Holly Hedrick, MD’91

Thursday, August 24, 2017
Holly Hedrick, MD’91

Alumni Spotlight - Fixing the Unimaginable

Pediatric and fetal surgeon Holly Hedrick, MD’91, gives hope for families and babies with complex birth defects

By Aliza Inbari

Tucker Roussin is a four-year-old healthy boy. When his mother, Katie, was 20 weeks pregnant, he was diagnosed with a pericardial teratoma, an extremely rare tumor that grows on the lining surrounding the heart. The tumor was almost as large as his tiny heart, and it was growing quickly. Clinicians at the Center for Fetal Diagnosis and Treatment at Children’s Hospital of Philadelphia (CHOP) recommended an open fetal surgery to remove the tumor.

 

“The procedure had never been used successfully to treat this condition, but we knew that without it, Tucker would likely die,” says Holly Hedrick, MD’91, who led the surgical team that operated on Tucker at 24 weeks of gestation, while he was in his mother’s womb. Tucker is the first successful survivor of this fetal surgery and now has a normal heart. William Gaynor, MD, HS’84-’91, was the cardiac surgeon on the team.

We Can Do This

Hedrick is a pediatric and fetal surgeon at Children’s Hospital of Philadelphia. “If you would have asked me as an undergrad if this is what I would end up doing, I would not have dreamed that it was possible,” she says. “I think that coming to Duke and being around people who thought no idea was too impossible to try and no problem is too big for them— that sort of atmosphere of ‘we can do this’— started at Duke,” says Hedrick.

Finding ways to fix what seems impossible is what drives her to do her work. “The idea that you can fix something before it causes larger damage is incredible. We intervene in the development of the baby early in the process and halt the natural course of the disease,” she says.

Through her long career at CHOP, Hedrick has cared for thousands of babies, children, and teenagers, from performing rare fetal surgeries like the EXIT (ex utero intrapartum therapy) deliveries and separating sets of conjoined twins to operating on more common surgical problems. 

The EXIT procedure is a partial delivery in which the fetus is partially removed from the uterus, but is still attached to the mother’s placenta so that surgeons can correct airway blockages before performing a full delivery.

Lilly Leiva had a large tumor growing out of her mouth, which blocked her airways. When her mother, Lesly, was 35 1/2 weeks pregnant, Hedrick performed an EXIT delivery to remove some of the tumor while Lilly was still attached to her mom, and opened her airways.

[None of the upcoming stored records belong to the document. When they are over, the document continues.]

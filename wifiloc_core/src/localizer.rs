//! K-nearest-neighbor fingerprint matcher.
//!
//! Distances from the live readings to every fingerprint are sorted
//! ascending (stable, so ties keep recording order), the first `k` are kept,
//! and the estimate is their inverse-distance weighted centroid with each
//! axis rounded independently.

use crate::config::KnnCfg;
use crate::distance::distance_with_sentinel;
use crate::types::{Fingerprint, Position, SignalReading};

/// One scored fingerprint.
#[derive(Debug, Clone, Copy, PartialEq)]
pub struct Neighbor {
    pub position: Position,
    pub distance: f64,
}

/// Score every fingerprint and return the `k` nearest, closest first.
pub fn nearest(live: &[SignalReading], fingerprints: &[Fingerprint], cfg: &KnnCfg) -> Vec<Neighbor> {
    let mut scored: Vec<Neighbor> = fingerprints
        .iter()
        .map(|fp| Neighbor {
            position: fp.position(),
            distance: distance_with_sentinel(live, fp.readings(), cfg.sentinel_dbm),
        })
        .collect();
    scored.sort_by(|a, b| a.distance.total_cmp(&b.distance));
    scored.truncate(cfg.k.min(scored.len()));
    scored
}

/// Estimate a position from the live readings.
///
/// Returns `None` when there is nothing to match (no fingerprints, or no
/// live reading with a resolved strength). A degenerate zero total weight
/// yields `current` unchanged.
pub fn localize(
    live: &[SignalReading],
    fingerprints: &[Fingerprint],
    cfg: &KnnCfg,
    current: Position,
) -> Option<Position> {
    let live: Vec<SignalReading> = live
        .iter()
        .filter(|r| r.signal_strength.is_some())
        .cloned()
        .collect();
    if fingerprints.is_empty() || live.is_empty() {
        return None;
    }

    let neighbors = nearest(&live, fingerprints, cfg);
    if neighbors.is_empty() {
        return None;
    }
    tracing::trace!(?neighbors, "nearest fingerprints");
    Some(weighted_centroid(&neighbors, cfg.epsilon).unwrap_or(current))
}

/// Inverse-distance weighted centroid; `None` if the total weight is not
/// a positive finite number.
pub fn weighted_centroid(neighbors: &[Neighbor], epsilon: f64) -> Option<Position> {
    let mut sx = 0.0f64;
    let mut sy = 0.0f64;
    let mut total = 0.0f64;
    for n in neighbors {
        let w = 1.0 / (n.distance + epsilon);
        sx += n.position.x as f64 * w;
        sy += n.position.y as f64 * w;
        total += w;
    }
    if !(total.is_finite() && total > 0.0) {
        return None;
    }
    Some(Position::new(round_half_up(sx / total), round_half_up(sy / total)))
}

/// Round to nearest, halves toward positive infinity (`-2.5 -> -2`).
#[inline]
fn round_half_up(v: f64) -> i64 {
    (v + 0.5).floor() as i64
}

Hedrick meets families in a devastating moment in their lives when they receive the news that something is wrong with their unborn child. “It’s especially rewarding to be able to offer them help,” she says. “I think that the cases that make us really sad and helpless are those that we have nothing else to offer or able to change. Not all the stories are happy. They stay with us and we hope to learn from them.”

A Chapel Moment

Growing up in Salem, Indiana, Hedrick thought all her life that she would stay in Indiana. She planned to go to Indiana University Medical School, but her roommate from college encouraged her to look at Duke and visit her brother, William Obremskey, MD’88. Hedrick will never forget her first visit: “When I walked on the campus, and my friend and I went all the way to the top of the chapel and looked around, I said: ’Wow, I want to be here.’ I had a chapel moment,” she says.

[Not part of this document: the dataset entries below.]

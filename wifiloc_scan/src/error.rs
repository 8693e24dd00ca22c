use thiserror::Error;

#[derive(Debug, Error)]
pub enum ScanError {
    #[error("failed to start scan command `{command}`: {reason}")]
    Spawn { command: String, reason: String },
    #[error("scan command timed out")]
    Timeout,
    #[error("scan command exited with {status}: {stderr}")]
    Exit { status: String, stderr: String },
    #[error("scan output is not valid UTF-8")]
    Encoding,
    #[error("io: {0}")]
    Io(#[from] std::io::Error),
}

pub type Result<T> = std::result::Result<T, ScanError>;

While in her second year at Duke, Hedrick did not expect the surgery rotation to change her career plan. “When you are a medical student, you are a little bit afraid before you rotate on the surgery service, but as soon as I started it, I knew that it was what I wanted to do,” she says. Hedrick had a chance to work with David Sabiston Jr., MD, who was the legendary chair of the Department of Surgery for 30 years. “Dr. Sabiston had an amazing attention to details; he knew every student by their name, their hometown, and he might even know about their parents,” she says. “He invested in getting to know each one of us, and made us feel special. He inspired us to be outstanding surgeons like him.”